My only issue with this is that I'm trying to attach metadata to PDFs that already exist in my standalone library. I haven't used the browser plugin, so forgive me if there's an easy way to sync these up - I haven't looked into it.

I'm not sure I have the time to install the Beta version right now. I could post a debug log from the standalone if that helps?

aurimas · July 8, 2015

My only issue with this is that I'm trying to attach metadata to PDFs that already exist in my standalone library. I haven't used the browser plugin, so forgive me if there's an easy way to sync these up - I haven't looked into it.

There actually is a very easy way to link the two. In fact, when you first start Zotero in Firefox it will prompt you to do so automatically. If you don't get the prompt or something doesn't work see https://www.zotero.org/support/kb/sharing_data_directory Note that to use Zotero for Firefox after it is linked with Zotero Standalone you will have to close Zotero Standalone.

I think I have enough information regarding Google Scholar CAPTCHAs at this point and I don't need the debug log from the Beta. So feel free to install the official Zotero release instead. It seems like, currently, using Zotero Firefox extension is going to be the only way to get out of being blocked from Google Scholar. Once you start having issues with retrieve metadata, you will have to visit Google Scholar in Firefox and solve their CAPTCHAs until you can search their website again.

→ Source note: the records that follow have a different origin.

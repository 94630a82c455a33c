use wayfinder::pkce::*;

/// Yields 0, 1, 2, ... wrapping at 256.
struct Counting(u8);

impl RandomBytes for Counting {
    fn fill(&mut self, dest: &mut [u8]) {
        for byte in dest {
            *byte = self.0;
            self.0 = self.0.wrapping_add(1);
        }
    }
}

struct Zeroes;

impl Sha256Digest for Zeroes {
    fn digest(&self, _data: &[u8]) -> [u8; 32] {
        [0; 32]
    }
}

#[test]
fn test_generate_code_verifier() {
    let verifier = generate_code_verifier();

    assert_eq!(verifier.len(), 128);
    assert!(verifier.bytes().all(|b| VERIFIER_CHARSET.contains(&b)));

    let verifier2 = generate_code_verifier();
    assert_ne!(verifier, verifier2);
}

#[test]
fn test_verifier_maps_bytes_modulo_charset() {
    let verifier = code_verifier(&mut Counting(0), 70);

    assert_eq!(VERIFIER_CHARSET.len(), 66);
    assert!(verifier.starts_with("ABCDEFGHIJKLMNOPQRSTUVWXYZabcdefghijklmnopqrstuvwxyz0123456789_.-~"));
    // byte 66 wraps back to the first character
    assert_eq!(&verifier[66..], "ABCD");
}

#[test]
fn test_generate_code_challenge() {
    let verifier = "test_verifier_123";
    let challenge = generate_code_challenge(verifier);

    // 32 byte digest, base64url without padding
    assert_eq!(challenge.len(), 43);
    assert!(
        challenge
            .chars()
            .all(|c| c.is_ascii_alphanumeric() || c == '_' || c == '-')
    );

    assert_eq!(challenge, generate_code_challenge(verifier));
    assert_ne!(challenge, generate_code_challenge("different_verifier"));
}

#[test]
fn test_challenge_matches_rfc7636_example() {
    let verifier = "dBjftJeZ4CVP-mB92K27uhbUJU1p1r_wW1gFWFOEjXk";
    assert_eq!(
        generate_code_challenge(verifier),
        "E9Melhoa2OwvFrEMTJguCHaoeK1t8URWbuGJSstw-cM"
    );
}

#[test]
fn test_challenge_encodes_injected_digest() {
    assert_eq!(
        code_challenge(&Zeroes, "anything"),
        "AAAAAAAAAAAAAAAAAAAAAAAAAAAAAAAAAAAAAAAAAAA"
    );
}

#[test]
fn test_pkce_pair_is_consistent() {
    let pair = PkcePair::generate();
    assert_eq!(pair.challenge, generate_code_challenge(&pair.verifier));
}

We'll try to release an update for this as soon as possible, but this will probably take a week or so.

chestervonwinchester · July 8, 2015

Great, thanks. I appreciate your help!

tamunro · August 2, 2015

I've also just been locked out of google scholar after downloading 150 records. I believe the problem is not the total number, it's the very high rate of requests zotero sends - it appears to send several per second with no delay. I'd be very grateful if a throttle delay for bulk requests could be added, as done by OpenRefine and web scrapers. Those can send hundreds of google scholar queries before getting blocked. 1-1.5 seconds is usually enough, and indeed I think should be the default. I think waiting an extra thirty seconds per page of results is no great sacrifice, but getting locked out could be a disaster.

p.s. Thanks for all the great work! Zotero certainly slays Endnote for importing web sources.

adamsmith · August 2, 2015

requests are throttled already -- I don't know OpenRefine, but my guess would be that they're not downloading the bibtex data which a) google may be especially wary of and b) requires an additional request per item.

aurimas · August 2, 2015

Two additional requests actually (which are not throttled in between). I also wouldn't be surprised if OpenRefine maintains some special treatment from Google, since it was started by Google.